## MATERIAL TO PROCESS
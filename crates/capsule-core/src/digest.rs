//! # Content Digest — Algorithm-Tagged Capsule Fingerprints
//!
//! Defines `ContentDigest` and `DigestAlgorithm`. A digest is always the hash
//! of `CanonicalBytes`; the functions that compute one live in
//! `capsule-crypto` and accept nothing else.
//!
//! On the wire a digest is `{hex, algorithm, digest_length}`.

use serde::{Deserialize, Serialize};

use crate::error::CryptoError;

/// The hash algorithm used to produce a content digest.
#[derive(Debug, Clone, Copy, Default, PartialEq, Eq, Hash, Serialize, Deserialize)]
#[serde(rename_all = "lowercase")]
pub enum DigestAlgorithm {
    /// BLAKE3 extendable output, truncated to the configured length.
    #[default]
    Blake3,
    /// SHA-256, always the full 32 bytes.
    Sha256,
}

impl DigestAlgorithm {
    /// Returns the algorithm identifier string.
    pub fn as_str(&self) -> &'static str {
        match self {
            Self::Blake3 => "blake3",
            Self::Sha256 => "sha256",
        }
    }
}

impl std::fmt::Display for DigestAlgorithm {
    fn fmt(&self, f: &mut std::fmt::Formatter<'_>) -> std::fmt::Result {
        f.write_str(self.as_str())
    }
}

impl std::str::FromStr for DigestAlgorithm {
    type Err = CryptoError;

    fn from_str(s: &str) -> Result<Self, Self::Err> {
        match s.trim().to_ascii_lowercase().as_str() {
            "blake3" => Ok(Self::Blake3),
            "sha256" | "sha-256" => Ok(Self::Sha256),
            _ => Err(CryptoError::UnknownAlgorithm(s.to_string())),
        }
    }
}

/// A content digest with its algorithm tag.
#[derive(Debug, Clone, PartialEq, Eq, Hash, Serialize, Deserialize)]
#[serde(into = "DigestRecord", try_from = "DigestRecord")]
pub struct ContentDigest {
    algorithm: DigestAlgorithm,
    bytes: Vec<u8>,
}

impl ContentDigest {
    /// Create a digest from raw bytes and algorithm.
    pub fn new(algorithm: DigestAlgorithm, bytes: Vec<u8>) -> Self {
        Self { algorithm, bytes }
    }

    /// The algorithm that produced this digest.
    pub fn algorithm(&self) -> DigestAlgorithm {
        self.algorithm
    }

    /// Raw digest bytes.
    pub fn as_bytes(&self) -> &[u8] {
        &self.bytes
    }

    /// Digest length in bytes.
    pub fn digest_length(&self) -> usize {
        self.bytes.len()
    }

    /// Render the digest as a lowercase hex string.
    pub fn to_hex(&self) -> String {
        self.bytes.iter().map(|b| format!("{b:02x}")).collect()
    }

    /// Parse a digest from its lowercase hex rendering.
    pub fn from_hex(algorithm: DigestAlgorithm, hex: &str) -> Result<Self, CryptoError> {
        let bytes = decode_hex(hex).ok_or_else(|| CryptoError::InvalidDigestLength {
            algorithm: algorithm.to_string(),
            length: hex.len(),
            reason: "digest hex must be an even number of lowercase hex characters".into(),
        })?;
        Ok(Self::new(algorithm, bytes))
    }
}

impl std::fmt::Display for ContentDigest {
    fn fmt(&self, f: &mut std::fmt::Formatter<'_>) -> std::fmt::Result {
        write!(f, "{}:{}", self.algorithm, self.to_hex())
    }
}

/// Wire shape of a digest.
#[derive(Debug, Clone, Serialize, Deserialize)]
struct DigestRecord {
    hex: String,
    algorithm: DigestAlgorithm,
    digest_length: usize,
}

impl From<ContentDigest> for DigestRecord {
    fn from(d: ContentDigest) -> Self {
        Self {
            hex: d.to_hex(),
            algorithm: d.algorithm,
            digest_length: d.bytes.len(),
        }
    }
}

impl TryFrom<DigestRecord> for ContentDigest {
    type Error = CryptoError;

    fn try_from(r: DigestRecord) -> Result<Self, Self::Error> {
        let digest = ContentDigest::from_hex(r.algorithm, &r.hex)?;
        if digest.digest_length() != r.digest_length {
            return Err(CryptoError::InvalidDigestLength {
                algorithm: r.algorithm.to_string(),
                length: r.digest_length,
                reason: format!("hex encodes {} bytes", digest.digest_length()),
            });
        }
        Ok(digest)
    }
}

fn decode_hex(hex: &str) -> Option<Vec<u8>> {
    if hex.len() % 2 != 0 || !is_lower_hex(hex) {
        return None;
    }
    (0..hex.len())
        .step_by(2)
        .map(|i| u8::from_str_radix(&hex[i..i + 2], 16).ok())
        .collect()
}

/// True if `s` is non-empty and consists only of `0-9a-f`.
pub fn is_lower_hex(s: &str) -> bool {
    !s.is_empty() && s.bytes().all(|b| matches!(b, b'0'..=b'9' | b'a'..=b'f'))
}

#[cfg(test)]
mod tests {
    use super::*;

    #[test]
    fn test_digest_algorithm_display() {
        assert_eq!(DigestAlgorithm::Blake3.to_string(), "blake3");
        assert_eq!(DigestAlgorithm::Sha256.to_string(), "sha256");
        assert_eq!(DigestAlgorithm::default(), DigestAlgorithm::Blake3);
    }

    #[test]
    fn test_digest_algorithm_from_str() {
        assert_eq!("BLAKE3".parse::<DigestAlgorithm>().unwrap(), DigestAlgorithm::Blake3);
        assert_eq!("sha-256".parse::<DigestAlgorithm>().unwrap(), DigestAlgorithm::Sha256);
        assert!(matches!(
            "md5".parse::<DigestAlgorithm>(),
            Err(CryptoError::UnknownAlgorithm(_))
        ));
    }

    #[test]
    fn test_hex_is_lowercase() {
        let d = ContentDigest::new(DigestAlgorithm::Blake3, vec![0xAB, 0x01, 0xff]);
        assert_eq!(d.to_hex(), "ab01ff");
        assert_eq!(d.digest_length(), 3);
        assert_eq!(d.to_string(), "blake3:ab01ff");
    }

    #[test]
    fn test_wire_shape() {
        let d = ContentDigest::new(DigestAlgorithm::Sha256, vec![0x00, 0x10]);
        let v = serde_json::to_value(&d).unwrap();
        assert_eq!(
            v,
            serde_json::json!({"hex": "0010", "algorithm": "sha256", "digest_length": 2})
        );
        let back: ContentDigest = serde_json::from_value(v).unwrap();
        assert_eq!(back, d);
    }

    #[test]
    fn test_wire_rejects_length_mismatch() {
        let v = serde_json::json!({"hex": "0010", "algorithm": "blake3", "digest_length": 16});
        assert!(serde_json::from_value::<ContentDigest>(v).is_err());
    }

    #[test]
    fn test_from_hex_rejects_uppercase_and_odd() {
        assert!(ContentDigest::from_hex(DigestAlgorithm::Blake3, "ABCD").is_err());
        assert!(ContentDigest::from_hex(DigestAlgorithm::Blake3, "abc").is_err());
        assert!(ContentDigest::from_hex(DigestAlgorithm::Blake3, "").is_err());
    }
}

## YOUR ASSIGNMENT
Write out the lines of the entries, word for word, from the first through the one containing "self.bytes.len()", and stop at that line.

## TASK RESULT
filename crates/capsule-core/src/digest.rs
//! # Content Digest — Algorithm-Tagged Capsule Fingerprints
//!
//! Defines `ContentDigest` and `DigestAlgorithm`. A digest is always the hash
//! of `CanonicalBytes`; the functions that compute one live in
//! `capsule-crypto` and accept nothing else.
//!
//! On the wire a digest is `{hex, algorithm, digest_length}`.

use serde::{Deserialize, Serialize};

use crate::error::CryptoError;

/// The hash algorithm used to produce a content digest.
#[derive(Debug, Clone, Copy, Default, PartialEq, Eq, Hash, Serialize, Deserialize)]
#[serde(rename_all = "lowercase")]
pub enum DigestAlgorithm {
    /// BLAKE3 extendable output, truncated to the configured length.
    #[default]
    Blake3,
    /// SHA-256, always the full 32 bytes.
    Sha256,
}

impl DigestAlgorithm {
    /// Returns the algorithm identifier string.
    pub fn as_str(&self) -> &'static str {
        match self {
            Self::Blake3 => "blake3",
            Self::Sha256 => "sha256",
        }
    }
}

impl std::fmt::Display for DigestAlgorithm {
    fn fmt(&self, f: &mut std::fmt::Formatter<'_>) -> std::fmt::Result {
        f.write_str(self.as_str())
    }
}

impl std::str::FromStr for DigestAlgorithm {
    type Err = CryptoError;

    fn from_str(s: &str) -> Result<Self, Self::Err> {
        match s.trim().to_ascii_lowercase().as_str() {
            "blake3" => Ok(Self::Blake3),
            "sha256" | "sha-256" => Ok(Self::Sha256),
            _ => Err(CryptoError::UnknownAlgorithm(s.to_string())),
        }
    }
}

/// A content digest with its algorithm tag.
#[derive(Debug, Clone, PartialEq, Eq, Hash, Serialize, Deserialize)]
#[serde(into = "DigestRecord", try_from = "DigestRecord")]
pub struct ContentDigest {
    algorithm: DigestAlgorithm,
    bytes: Vec<u8>,
}

impl ContentDigest {
    /// Create a digest from raw bytes and algorithm.
    pub fn new(algorithm: DigestAlgorithm, bytes: Vec<u8>) -> Self {
        Self { algorithm, bytes }
    }

    /// The algorithm that produced this digest.
    pub fn algorithm(&self) -> DigestAlgorithm {
        self.algorithm
    }

    /// Raw digest bytes.
    pub fn as_bytes(&self) -> &[u8] {
        &self.bytes
    }

    /// Digest length in bytes.
    pub fn digest_length(&self) -> usize {
        self.bytes.len()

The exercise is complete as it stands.